> _EXERCISE_: Set down the material exactly, keeping every line whole.

> _EXTRACTED RECORDS_:

//! GitHub client against a local stand-in for the OAuth endpoints.

use std::net::SocketAddr;

use axum::{
    Json, Router,
    http::{HeaderMap, StatusCode, header},
    routing::{get, post},
};
use serde_json::{Value, json};
use tokio::net::TcpListener;

use authgate::provider::{GitHubClient, GitHubConfig, IdentityProvider, ProviderError};

const GOOD_CODE: &str = "good-code";
const ACCESS_TOKEN: &str = "gho_test_token";

async fn access_token(headers: HeaderMap, Json(body): Json<Value>) -> Json<Value> {
    assert_eq!(headers[header::ACCEPT], "application/json");
    assert_eq!(body["client_id"], "client");
    assert_eq!(body["client_secret"], "secret");

    if body["code"] == GOOD_CODE {
        Json(json!({
            "access_token": ACCESS_TOKEN,
            "token_type": "bearer",
            "scope": "read:user",
        }))
    } else {
        // GitHub reports a bad code with 200 and an error body.
        Json(json!({
            "error": "bad_verification_code",
            "error_description": "The code passed is incorrect or expired.",
        }))
    }
}

async fn user(headers: HeaderMap) -> (StatusCode, Json<Value>) {
    let expected = format!("Bearer {ACCESS_TOKEN}");
    if headers
        .get(header::AUTHORIZATION)
        .is_some_and(|v| v.as_bytes() == expected.as_bytes())
    {
        (
            StatusCode::OK,
            Json(json!({ "id": 1_234_567, "login": "octocat", "type": "User" })),
        )
    } else {
        (
            StatusCode::UNAUTHORIZED,
            Json(json!({ "message": "Bad credentials" })),
        )
    }
}

async fn spawn_stub() -> SocketAddr {
    let app = Router::new()
        .route("/login/oauth/access_token", post(access_token))
        .route("/user", get(user));
    let listener = TcpListener::bind("127.0.0.1:0").await.unwrap();
    let addr = listener.local_addr().unwrap();
    tokio::spawn(async move {
        axum::serve(listener, app).await.unwrap();
    });
    addr
}

fn client(addr: SocketAddr) -> GitHubClient {
    GitHubClient::new(GitHubConfig {
        client_id: "client".to_string(),
        client_secret: "secret".to_string(),
        token_url: format!("http://{addr}/login/oauth/access_token"),
        user_url: format!("http://{addr}/user"),
        request_timeout_secs: 5,
        ..GitHubConfig::default()
    })
    .unwrap()
}

#[tokio::test]
async fn test_code_exchange_and_identity_lookup() {
    let client = client(spawn_stub().await);

    let token = client.exchange_code(GOOD_CODE).await.unwrap();
    assert_eq!(token.access_token.as_deref(), Some(ACCESS_TOKEN));
    assert_eq!(token.scope.as_deref(), Some("read:user"));

    let identity = client.fetch_identity(ACCESS_TOKEN).await.unwrap();
    assert_eq!(identity.id, 1_234_567);
    assert_eq!(identity.login.as_deref(), Some("octocat"));
}

#[tokio::test]
async fn test_bad_verification_code() {
    let client = client(spawn_stub().await);

    let err = client.exchange_code("stale-code").await.unwrap_err();
    match err {
        ProviderError::OAuth { code, description } => {
            assert_eq!(code, "bad_verification_code");
            assert!(description.unwrap().contains("incorrect or expired"));
        }
        other => panic!("unexpected error: {other:?}"),
    }
}

#[tokio::test]
async fn test_rejected_access_token() {
    let client = client(spawn_stub().await);

    let err = client.fetch_identity("revoked").await.unwrap_err();
    match err {
        ProviderError::UnexpectedStatus { status, body, .. } => {
            assert_eq!(status, 401);
            assert!(body.contains("Bad credentials"));
        }
        other => panic!("unexpected error: {other:?}"),
    }
}

#[tokio::test]
async fn test_unreachable_provider() {
    // Bind then drop to get a port nobody listens on.
    let addr = {
        let listener = TcpListener::bind("127.0.0.1:0").await.unwrap();
        listener.local_addr().unwrap()
    };

    let err = client(addr).exchange_code(GOOD_CODE).await.unwrap_err();
    assert!(matches!(err, ProviderError::RequestFailed(_)));
}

> _RESPONSE AREA_:
//! GitHub client against a local stand-in for the OAuth endpoints.

use std::net::SocketAddr;

use axum::{
    Json, Router,
    http::{HeaderMap, StatusCode, header},
    routing::{get, post},
};
use serde_json::{Value, json};
use tokio::net::TcpListener;

use authgate::provider::{GitHubClient, GitHubConfig, IdentityProvider, ProviderError};

const GOOD_CODE: &str = "good-code";
const ACCESS_TOKEN: &str = "gho_test_token";

async fn access_token(headers: HeaderMap, Json(body): Json<Value>) -> Json<Value> {
    assert_eq!(headers[header::ACCEPT], "application/json");
    assert_eq!(body["client_id"], "client");
    assert_eq!(body["client_secret"], "secret");

    if body["code"] == GOOD_CODE {
        Json(json!({
            "access_token": ACCESS_TOKEN,
            "token_type": "bearer",
            "scope": "read:user",
        }))
    } else {
        // GitHub reports a bad code with 200 and an error body.
        Json(json!({
            "error": "bad_verification_code",
            "error_description": "The code passed is incorrect or expired.",
        }))
    }
}

async fn user(headers: HeaderMap) -> (StatusCode, Json<Value>) {
    let expected = format!("Bearer {ACCESS_TOKEN}");
    if headers
        .get(header::AUTHORIZATION)
        .is_some_and(|v| v.as_bytes() == expected.as_bytes())
    {
        (
            StatusCode::OK,
            Json(json!({ "id": 1_234_567, "login": "octocat", "type": "User" })),
        )
    } else {
        (
            StatusCode::UNAUTHORIZED,
            Json(json!({ "message": "Bad credentials" })),
        )
    }
}

async fn spawn_stub() -> SocketAddr {
    let app = Router::new()
        .route("/login/oauth/access_token", post(access_token))
        .route("/user", get(user));
    let listener = TcpListener::bind("127.0.0.1:0").await.unwrap();
    let addr = listener.local_addr().unwrap();
    tokio::spawn(async move {
        axum::serve(listener, app).await.unwrap();
    });
    addr
}

fn client(addr: SocketAddr) -> GitHubClient {
    GitHubClient::new(GitHubConfig {
        client_id: "client".to_string(),
        client_secret: "secret".to_string(),
        token_url: format!("http://{addr}/login/oauth/access_token"),
        user_url: format!("http://{addr}/user"),
        request_timeout_secs: 5,
        ..GitHubConfig::default()
    })
    .unwrap()
}

#[tokio::test]
async fn test_code_exchange_and_identity_lookup() {
    let client = client(spawn_stub().await);

    let token = client.exchange_code(GOOD_CODE).await.unwrap();
    assert_eq!(token.access_token.as_deref(), Some(ACCESS_TOKEN));
    assert_eq!(token.scope.as_deref(), Some("read:user"));

    let identity = client.fetch_identity(ACCESS_TOKEN).await.unwrap();
    assert_eq!(identity.id, 1_234_567);
    assert_eq!(identity.login.as_deref(), Some("octocat"));
}

#[tokio::test]
async fn test_bad_verification_code() {
    let client = client(spawn_stub().await);

    let err = client.exchange_code("stale-code").await.unwrap_err();
    match err {
        ProviderError::OAuth { code, description } => {
            assert_eq!(code, "bad_verification_code");
            assert!(description.unwrap().contains("incorrect or expired"));
        }
        other => panic!("unexpected error: {other:?}"),
    }
}

#[tokio::test]
async fn test_rejected_access_token() {
    let client = client(spawn_stub().await);

    let err = client.fetch_identity("revoked").await.unwrap_err();
    match err {
        ProviderError::UnexpectedStatus { status, body, .. } => {
            assert_eq!(status, 401);
            assert!(body.contains("Bad credentials"));
        }
        other => panic!("unexpected error: {other:?}"),
    }
}

#[tokio::test]
async fn test_unreachable_provider() {
    // Bind then drop to get a port nobody listens on.
    let addr = {
        let listener = TcpListener::bind("127.0.0.1:0").await.unwrap();
        listener.local_addr().unwrap()
    };

    let err = client(addr).exchange_code(GOOD_CODE).await.unwrap_err();
    assert!(matches!(err, ProviderError::RequestFailed(_)));
}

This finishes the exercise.